WHAT THE TASK REQUIRES
Would you please repeat the lines in the listing below from the one containing "#[derive(Debug, Clone, Copy, PartialEq, Eq)]" through the final one, exactly as they appear?

PROVIDED INFORMATION
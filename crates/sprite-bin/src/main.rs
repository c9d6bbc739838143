mod cli;
mod logging;

use std::io::{self, BufRead, Write};
use std::path::Path;

use anyhow::{Context, Result};
use clap::Parser;
use log::info;
use sprite_batch::{
    BatchCoordinator, BatchError, BatchProfile, BatchReport, DirectorySink, ExtractConfig,
    read_identifier_list, walk_entity_dirs,
};
use sprite_fetch::{AssetFetcher, LocalFetcher, RemoteFetcher};

use crate::cli::{Cli, Command};

fn main() -> Result<()> {
    let cli = Cli::parse();
    logging::init_logging(cli.verbose);

    let config = cli.apply_overrides(ExtractConfig::load_from(&cli.config)?);

    let result = match &cli.command {
        Command::Debug {
            sprite_path,
            output,
        } => {
            let sprite_path = match sprite_path {
                Some(path) => path.clone(),
                None => prompt("Enter sprite path (e.g., sprite/0006/0000/0001/): ")?,
            };
            let fetcher = remote_fetcher(&config)?;
            run_batch(&fetcher, output, BatchProfile::debug(), [sprite_path])?
        }
        Command::Local { input, output } => {
            let identifiers = walk_entity_dirs(input)?;
            let profile = BatchProfile::local().with_parse_error_policy(config.on_parse_error);
            run_batch(&LocalFetcher::default(), output, profile, identifiers)?
        }
        Command::Remote { list, output } => {
            let identifiers = read_identifier_list(list)?;
            info!("Loaded {} sprite path(s) from {}", identifiers.len(), list.display());
            let fetcher = remote_fetcher(&config)?;
            let profile = BatchProfile::remote().with_parse_error_policy(config.on_parse_error);
            run_batch(&fetcher, output, profile, identifiers)?
        }
    };

    let report = match &result {
        Ok(report) => report,
        Err(BatchError::Aborted { report, .. }) => report.as_ref(),
    };
    if let Some(path) = &cli.report {
        report
            .save_to(path)
            .with_context(|| format!("Failed to write report: {}", path.display()))?;
        info!("Report written to {}", path.display());
    }

    result?;
    Ok(())
}

fn remote_fetcher(config: &ExtractConfig) -> Result<RemoteFetcher> {
    let fetcher = match &config.user_agent {
        Some(agent) => {
            RemoteFetcher::with_user_agent(&config.base_url, agent, config.request_timeout())
        }
        None => RemoteFetcher::new(&config.base_url, config.request_timeout()),
    }
    .context("Failed to create HTTP client")?;
    Ok(fetcher.with_policy(config.retry_policy()?))
}

/// Run the pipeline; setup failures are `Err`, an aborted run is `Ok(Err(..))`.
fn run_batch<I>(
    fetcher: &dyn AssetFetcher,
    output: &Path,
    profile: BatchProfile,
    identifiers: I,
) -> Result<Result<BatchReport, BatchError>>
where
    I: IntoIterator<Item = String>,
{
    let sink = DirectorySink::create(output)?;
    let coordinator = BatchCoordinator::new(fetcher, &sink, profile);
    Ok(coordinator.run(identifiers))
}

fn prompt(message: &str) -> Result<String> {
    print!("{message}");
    io::stdout().flush()?;
    let mut line = String::new();
    io::stdin().lock().read_line(&mut line)?;
    let line = line.trim().to_string();
    if line.is_empty() {
        anyhow::bail!("No sprite path given");
    }
    Ok(line)
}
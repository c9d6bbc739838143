use std::fs;
use std::path::{Path, PathBuf};

use anyhow::{Context, Result};
use log::warn;

/// Identifiers from list-file text: one per line, trimmed, blank lines ignored.
pub fn parse_identifier_list(text: &str) -> Vec<String> {
    text.lines()
        .map(str::trim)
        .filter(|line| !line.is_empty())
        .map(String::from)
        .collect()
}

/// Read a list file of identifiers.
pub fn read_identifier_list(path: &Path) -> Result<Vec<String>> {
    let text = fs::read_to_string(path)
        .with_context(|| format!("Failed to read identifier list: {}", path.display()))?;
    Ok(parse_identifier_list(&text))
}

/// Every directory under `root` (including `root`), depth-first, children in name order.
///
/// Identifiers keep `root` as given, so a walk of `1004` yields `1004`,
/// `1004/0001`, `1004/0001/0002`, ...
pub fn walk_entity_dirs(root: &Path) -> Result<Vec<String>> {
    if !root.is_dir() {
        anyhow::bail!("Input directory not found: {}", root.display());
    }
    let mut identifiers = Vec::new();
    walk(root, &mut identifiers);
    Ok(identifiers)
}

fn walk(dir: &Path, out: &mut Vec<String>) {
    out.push(dir.to_string_lossy().into_owned());

    let entries = match fs::read_dir(dir) {
        Ok(e) => e,
        Err(e) => {
            warn!("cannot read directory {}: {e}", dir.display());
            return;
        }
    };
    let mut children: Vec<PathBuf> = entries
        .filter_map(|entry| entry.ok())
        .map(|entry| entry.path())
        .filter(|path| path.is_dir())
        .collect();
    children.sort();

    for child in children {
        walk(&child, out);
    }
}
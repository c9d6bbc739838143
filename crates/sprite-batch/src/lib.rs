//! Per-entity fetch → resolve → crop → trim → persist pipeline.

pub mod config;
pub mod coordinator;
pub mod item;
pub mod naming;
pub mod profile;
pub mod sink;
pub mod source;

pub use config::{ExtractConfig, RetryConfig};
pub use coordinator::{BatchCoordinator, BatchError};
pub use item::{BatchItem, BatchReport, BatchSummary, ItemStatus};
pub use naming::{DEBUG_SUFFIX, OUTPUT_SUFFIX, output_name};
pub use profile::{AssetSelection, BatchProfile, ParseErrorPolicy};
pub use sink::{DirectorySink, OutputSink, SinkError};
pub use source::{parse_identifier_list, read_identifier_list, walk_entity_dirs};
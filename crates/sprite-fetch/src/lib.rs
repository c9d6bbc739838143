//! Sprite asset retrieval from the remote content store or a local tree.

pub mod error;
pub mod fetcher;
pub mod local;
pub mod remote;

pub use error::FetchError;
pub use fetcher::{AssetFetcher, SpriteAsset};
pub use local::LocalFetcher;
pub use remote::{
    DEFAULT_BASE_URL, HttpResponse, HttpTransport, RemoteFetcher, RetryPolicy, Sleeper,
    ThreadSleeper,
};
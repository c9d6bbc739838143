use std::io::Cursor;

use image::{ImageFormat, RgbaImage, imageops};
use log::debug;

use crate::bounds::opaque_bounds;
use crate::error::FrameError;

/// A cropped, transparency-trimmed sprite frame.
#[derive(Debug, Clone, PartialEq)]
pub struct ProcessedFrame {
    image: RgbaImage,
}

impl ProcessedFrame {
    pub fn width(&self) -> u32 {
        self.image.width()
    }

    pub fn height(&self) -> u32 {
        self.image.height()
    }

    pub fn image(&self) -> &RgbaImage {
        &self.image
    }

    /// Encode the frame as PNG.
    pub fn to_png(&self) -> Result<Vec<u8>, FrameError> {
        let mut buf = Cursor::new(Vec::new());
        self.image
            .write_to(&mut buf, ImageFormat::Png)
            .map_err(FrameError::Encode)?;
        Ok(buf.into_inner())
    }
}

/// Decode a sprite sheet and extract its trimmed first frame.
pub fn process(
    sheet_bytes: &[u8],
    frame_width: u32,
    frame_height: u32,
) -> Result<ProcessedFrame, FrameError> {
    let sheet = image::load_from_memory(sheet_bytes)
        .map_err(FrameError::Decode)?
        .into_rgba8();
    debug!(
        "Cropping first frame {}x{} from {}x{} sheet",
        frame_width,
        frame_height,
        sheet.width(),
        sheet.height()
    );
    crop_and_trim(&sheet, frame_width, frame_height)
}

/// Crop the top-left frame and trim its transparent border.
pub fn crop_and_trim(
    sheet: &RgbaImage,
    frame_width: u32,
    frame_height: u32,
) -> Result<ProcessedFrame, FrameError> {
    let frame = crop_first_frame(sheet, frame_width, frame_height)?;
    Ok(ProcessedFrame {
        image: trim_transparency(frame),
    })
}

/// Crop `(0, 0, frame_width, frame_height)`, clipped to the sheet bounds.
pub fn crop_first_frame(
    sheet: &RgbaImage,
    frame_width: u32,
    frame_height: u32,
) -> Result<RgbaImage, FrameError> {
    let width = frame_width.min(sheet.width());
    let height = frame_height.min(sheet.height());
    if width == 0 || height == 0 {
        return Err(FrameError::EmptyFrame { width, height });
    }
    Ok(imageops::crop_imm(sheet, 0, 0, width, height).to_image())
}

/// Crop to the bounding box of non-transparent pixels.
///
/// A fully transparent image is returned as-is.
pub fn trim_transparency(image: RgbaImage) -> RgbaImage {
    let alpha: Vec<u8> = image.pixels().map(|p| p.0[3]).collect();
    match opaque_bounds(image.width(), image.height(), &alpha) {
        Some(b) if !b.covers(image.width(), image.height()) => {
            imageops::crop_imm(&image, b.x, b.y, b.width, b.height).to_image()
        }
        Some(_) => image,
        None => {
            debug!("No opaque pixels, frame left untrimmed");
            image
        }
    }
}
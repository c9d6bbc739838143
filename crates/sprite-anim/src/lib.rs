//! Animation registry (`AnimData.xml`) parsing and priority resolution.

pub mod error;
pub mod registry;
pub mod resolver;

pub use error::RegistryError;
pub use registry::{AnimRegistry, AnimationEntry, ResolvedAnimation};
pub use resolver::{AnimDataResolver, MetadataResolver};

/// File name of the per-entity animation registry.
pub const ANIM_DATA_FILE: &str = "AnimData.xml";

/// Priority list used by the remote and debug modes.
pub const FULL_PRIORITY: &[&str] = &["Idle", "Hover", "Walk"];

/// Priority list used when processing a local sprite tree.
pub const LOCAL_PRIORITY: &[&str] = &["Idle", "Hover"];

/// Sprite sheet file name for an animation, e.g. `Idle-Anim.png`.
pub fn anim_sheet_filename(name: &str) -> String {
    format!("{name}-Anim.png")
}
use std::io::ErrorKind;
use std::path::PathBuf;

use log::debug;

use crate::error::FetchError;
use crate::fetcher::AssetFetcher;

/// Reads assets from `<root>/<entity>/<file>` on the local filesystem.
///
/// A missing file is reported as absent; there is no retry.
#[derive(Debug, Clone)]
pub struct LocalFetcher {
    root: PathBuf,
}

impl LocalFetcher {
    pub fn new(root: impl Into<PathBuf>) -> Self {
        Self { root: root.into() }
    }

    pub fn path_for(&self, entity_path: &str, filename: &str) -> PathBuf {
        self.root.join(entity_path).join(filename)
    }
}

impl Default for LocalFetcher {
    fn default() -> Self {
        Self::new(".")
    }
}

impl AssetFetcher for LocalFetcher {
    fn fetch(&self, entity_path: &str, filename: &str) -> Result<Option<Vec<u8>>, FetchError> {
        let path = self.path_for(entity_path, filename);
        match std::fs::read(&path) {
            Ok(bytes) => Ok(Some(bytes)),
            Err(e) if e.kind() == ErrorKind::NotFound => {
                debug!("{} not found", path.display());
                Ok(None)
            }
            Err(source) => Err(FetchError::Io { path, source }),
        }
    }
}
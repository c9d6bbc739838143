/// Suffix of batch outputs.
pub const OUTPUT_SUFFIX: &str = ".png";

/// Suffix of debug-mode outputs.
pub const DEBUG_SUFFIX: &str = "_debug.png";

const JOINER: char = '-';

fn is_separator(c: char) -> bool {
    c == '/' || c == '\\'
}

/// Output file name for an identifier: `sprite/0006/0001/` → `sprite-0006-0001.png`.
pub fn output_name(identifier: &str, suffix: &str) -> String {
    let trimmed = identifier.trim_matches(is_separator);
    let mut name: String = trimmed
        .chars()
        .map(|c| if is_separator(c) { JOINER } else { c })
        .collect();
    name.push_str(suffix);
    name
}

#[cfg(test)]
mod tests {
    use super::*;

    #[test]
    fn joins_segments() {
        assert_eq!(output_name("a/b/c/", OUTPUT_SUFFIX), "a-b-c.png");
        assert_eq!(
            output_name("/sprite/0006/0000/0001/", OUTPUT_SUFFIX),
            "sprite-0006-0000-0001.png"
        );
    }

    #[test]
    fn debug_suffix() {
        assert_eq!(output_name("a/b/c/", DEBUG_SUFFIX), "a-b-c_debug.png");
    }

    #[test]
    fn backslashes_are_separators() {
        assert_eq!(output_name("1004\\0001\\", OUTPUT_SUFFIX), "1004-0001.png");
    }

    #[test]
    fn repeated_inner_separators_each_become_a_joiner() {
        assert_eq!(output_name("//a//b//", OUTPUT_SUFFIX), "a--b.png");
    }
}
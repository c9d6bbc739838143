use anyhow::Context;
use log::{error, info, warn};
use sprite_anim::{ANIM_DATA_FILE, AnimDataResolver, MetadataResolver, RegistryError};
use sprite_fetch::AssetFetcher;
use thiserror::Error;

use crate::item::{BatchItem, BatchReport, ItemStatus};
use crate::naming::output_name;
use crate::profile::{BatchProfile, ParseErrorPolicy};
use crate::sink::OutputSink;

#[derive(Debug, Error)]
pub enum BatchError {
    /// A malformed registry stopped the run under [`ParseErrorPolicy::Abort`].
    #[error("Run aborted: malformed AnimData.xml for {identifier}")]
    Aborted {
        identifier: String,
        #[source]
        source: RegistryError,
        /// Items finished before the failing identifier.
        report: Box<BatchReport>,
    },
}

/// Why a single item stopped early.
enum StepError {
    Metadata(RegistryError),
    Failed(anyhow::Error),
}

impl From<anyhow::Error> for StepError {
    fn from(e: anyhow::Error) -> Self {
        StepError::Failed(e)
    }
}

/// Drives identifiers through fetch → resolve → crop → trim → persist.
pub struct BatchCoordinator<'a> {
    fetcher: &'a dyn AssetFetcher,
    sink: &'a dyn OutputSink,
    resolver: Box<dyn MetadataResolver + 'a>,
    profile: BatchProfile,
}

impl<'a> BatchCoordinator<'a> {
    pub fn new(
        fetcher: &'a dyn AssetFetcher,
        sink: &'a dyn OutputSink,
        profile: BatchProfile,
    ) -> Self {
        Self {
            fetcher,
            sink,
            resolver: Box::new(AnimDataResolver),
            profile,
        }
    }

    pub fn with_resolver(mut self, resolver: impl MetadataResolver + 'a) -> Self {
        self.resolver = Box::new(resolver);
        self
    }

    /// Process identifiers in order.
    ///
    /// Per-item problems become item statuses. The only error is a malformed
    /// registry under [`ParseErrorPolicy::Abort`], in which case nothing after
    /// the failing identifier is attempted.
    pub fn run<I, S>(&self, identifiers: I) -> Result<BatchReport, BatchError>
    where
        I: IntoIterator<Item = S>,
        S: AsRef<str>,
    {
        let mut report = BatchReport::default();
        for identifier in identifiers {
            let identifier = identifier.as_ref();
            match self.process_one(identifier) {
                Ok(item) => report.push(item),
                Err(source) => {
                    error!("Error parsing AnimData.xml for {identifier}: {source}");
                    return Err(BatchError::Aborted {
                        identifier: identifier.to_string(),
                        source,
                        report: Box::new(report),
                    });
                }
            }
        }
        info!("{}", report.summary());
        Ok(report)
    }

    /// Process a single identifier.
    ///
    /// `Err` is returned only for a malformed registry when the profile says
    /// to abort; every other outcome is a terminal [`BatchItem`].
    pub fn process_one(&self, identifier: &str) -> Result<BatchItem, RegistryError> {
        let name = output_name(identifier, &self.profile.output_suffix);
        let item = BatchItem::pending(identifier, &name);

        let (status, detail) = match self.try_process(identifier, &name) {
            Ok(status) => (status, None),
            Err(StepError::Metadata(e)) => match self.profile.on_parse_error {
                ParseErrorPolicy::Abort => return Err(e),
                ParseErrorPolicy::Skip => {
                    warn!("Error parsing AnimData.xml for {identifier}: {e}. Skipping...");
                    (ItemStatus::SkippedNoMetadata, Some(e.to_string()))
                }
            },
            Err(StepError::Failed(e)) => {
                warn!("Failed to process {identifier}: {e:#}");
                (ItemStatus::Failed, Some(format!("{e:#}")))
            }
        };
        Ok(item.finish(status, detail))
    }

    fn try_process(&self, identifier: &str, name: &str) -> Result<ItemStatus, StepError> {
        if self.profile.skip_existing && self.sink.contains(name) {
            info!("Skipping {identifier} (Already processed)");
            return Ok(ItemStatus::SkippedExists);
        }

        let Some(document) = self
            .fetcher
            .fetch(identifier, ANIM_DATA_FILE)
            .context("failed to fetch AnimData.xml")?
        else {
            info!("Missing AnimData.xml for {identifier}. Skipping...");
            return Ok(ItemStatus::SkippedNoMetadata);
        };

        let Some(anim) = self
            .resolver
            .resolve(&document, &self.profile.priority)
            .map_err(StepError::Metadata)?
        else {
            info!("No valid animation found in AnimData.xml for {identifier}. Skipping...");
            return Ok(ItemStatus::SkippedNoMetadata);
        };

        let candidates = self.profile.sheet_candidates(&anim);
        let Some(asset) = self
            .fetcher
            .fetch_sprite(identifier, &candidates)
            .context("failed to fetch sprite sheet")?
        else {
            info!("No sprite sheet found for {identifier}. Skipping...");
            return Ok(ItemStatus::SkippedNoAsset);
        };

        let frame = sprite_frame::process(&asset.bytes, anim.frame_width, anim.frame_height)
            .with_context(|| format!("failed to process {}", asset.filename))?;
        let png = frame.to_png().context("failed to encode frame")?;
        let path = self
            .sink
            .write(name, &png)
            .context("failed to save frame")?;

        info!(
            "Saved: {} ({} {}x{} from {})",
            path.display(),
            anim.name,
            frame.width(),
            frame.height(),
            asset.filename
        );
        Ok(ItemStatus::Success)
    }
}
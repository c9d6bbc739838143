use sprite_anim::anim_sheet_filename;

use crate::error::FetchError;

/// Raw sprite sheet bytes for one entity, as fetched.
#[derive(Debug, Clone, PartialEq, Eq)]
pub struct SpriteAsset {
    pub entity_path: String,
    pub animation: String,
    pub filename: String,
    pub bytes: Vec<u8>,
}

/// Source of per-entity asset files.
///
/// `Ok(None)` means the asset is absent. `Err` is reserved for failures that
/// say nothing about whether the asset exists (transport errors, unreadable
/// files).
pub trait AssetFetcher {
    fn fetch(&self, entity_path: &str, filename: &str) -> Result<Option<Vec<u8>>, FetchError>;

    /// Try each filename in order and return the first one present.
    fn fetch_first(
        &self,
        entity_path: &str,
        filenames: &[String],
    ) -> Result<Option<(String, Vec<u8>)>, FetchError> {
        for filename in filenames {
            if let Some(bytes) = self.fetch(entity_path, filename)? {
                return Ok(Some((filename.clone(), bytes)));
            }
        }
        Ok(None)
    }

    /// Fetch the sprite sheet of the first animation whose sheet exists.
    fn fetch_sprite(
        &self,
        entity_path: &str,
        animations: &[String],
    ) -> Result<Option<SpriteAsset>, FetchError> {
        for animation in animations {
            let filename = anim_sheet_filename(animation);
            if let Some(bytes) = self.fetch(entity_path, &filename)? {
                return Ok(Some(SpriteAsset {
                    entity_path: entity_path.to_string(),
                    animation: animation.clone(),
                    filename,
                    bytes,
                }));
            }
        }
        Ok(None)
    }
}
use std::path::PathBuf;

use thiserror::Error;

#[derive(Debug, Error)]
pub enum RegistryError {
    /// The registry document is not well-formed XML.
    #[error("Failed to parse AnimData.xml: {0}")]
    Parse(#[from] quick_xml::Error),

    /// Well-formed tokens that do not make up a single complete document.
    #[error("Failed to parse AnimData.xml: {0}")]
    Malformed(&'static str),

    #[error("Failed to read AnimData.xml: {path}")]
    Io {
        path: PathBuf,
        #[source]
        source: std::io::Error,
    },
}
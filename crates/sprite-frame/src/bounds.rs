/// Axis-aligned pixel rectangle.
#[derive(Debug, Clone, Copy, PartialEq, Eq)]
pub struct Bounds {
    pub x: u32,
    pub y: u32,
    pub width: u32,
    pub height: u32,
}

impl Bounds {
    pub fn covers(&self, width: u32, height: u32) -> bool {
        self.x == 0 && self.y == 0 && self.width == width && self.height == height
    }
}

/// Bounding box of all pixels with non-zero alpha.
///
/// `alpha` is a row-major plane of `width * height` values. Returns `None`
/// when every pixel is fully transparent (or the plane is empty).
pub fn opaque_bounds(width: u32, height: u32, alpha: &[u8]) -> Option<Bounds> {
    debug_assert_eq!(alpha.len() as u64, width as u64 * height as u64);
    if width == 0 {
        return None;
    }

    let mut min_x = u32::MAX;
    let mut min_y = u32::MAX;
    let mut max_x = 0;
    let mut max_y = 0;

    for (y, row) in alpha.chunks_exact(width as usize).enumerate() {
        let Some(first) = row.iter().position(|&a| a != 0) else {
            continue;
        };
        // A row with one opaque pixel has a last one as well.
        let last = row.iter().rposition(|&a| a != 0).unwrap_or(first);
        let y = y as u32;
        min_x = min_x.min(first as u32);
        max_x = max_x.max(last as u32);
        min_y = min_y.min(y);
        max_y = y;
    }

    (min_x != u32::MAX).then(|| Bounds {
        x: min_x,
        y: min_y,
        width: max_x - min_x + 1,
        height: max_y - min_y + 1,
    })
}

THE COMPLETED TASK
#[derive(Debug, Clone, Copy, PartialEq, Eq)]
pub struct Bounds {
    pub x: u32,
    pub y: u32,
    pub width: u32,
    pub height: u32,
}

impl Bounds {
    pub fn covers(&self, width: u32, height: u32) -> bool {
        self.x == 0 && self.y == 0 && self.width == width && self.height == height
    }
}

/// Bounding box of all pixels with non-zero alpha.
///
/// `alpha` is a row-major plane of `width * height` values. Returns `None`
/// when every pixel is fully transparent (or the plane is empty).
pub fn opaque_bounds(width: u32, height: u32, alpha: &[u8]) -> Option<Bounds> {
    debug_assert_eq!(alpha.len() as u64, width as u64 * height as u64);
    if width == 0 {
        return None;
    }

    let mut min_x = u32::MAX;
    let mut min_y = u32::MAX;
    let mut max_x = 0;
    let mut max_y = 0;

    for (y, row) in alpha.chunks_exact(width as usize).enumerate() {
        let Some(first) = row.iter().position(|&a| a != 0) else {
            continue;
        };
        // A row with one opaque pixel has a last one as well.
        let last = row.iter().rposition(|&a| a != 0).unwrap_or(first);
        let y = y as u32;
        min_x = min_x.min(first as u32);
        max_x = max_x.max(last as u32);
        min_y = min_y.min(y);
        max_y = y;
    }

    (min_x != u32::MAX).then(|| Bounds {
        x: min_x,
        y: min_y,
        width: max_x - min_x + 1,
        height: max_y - min_y + 1,
    })
}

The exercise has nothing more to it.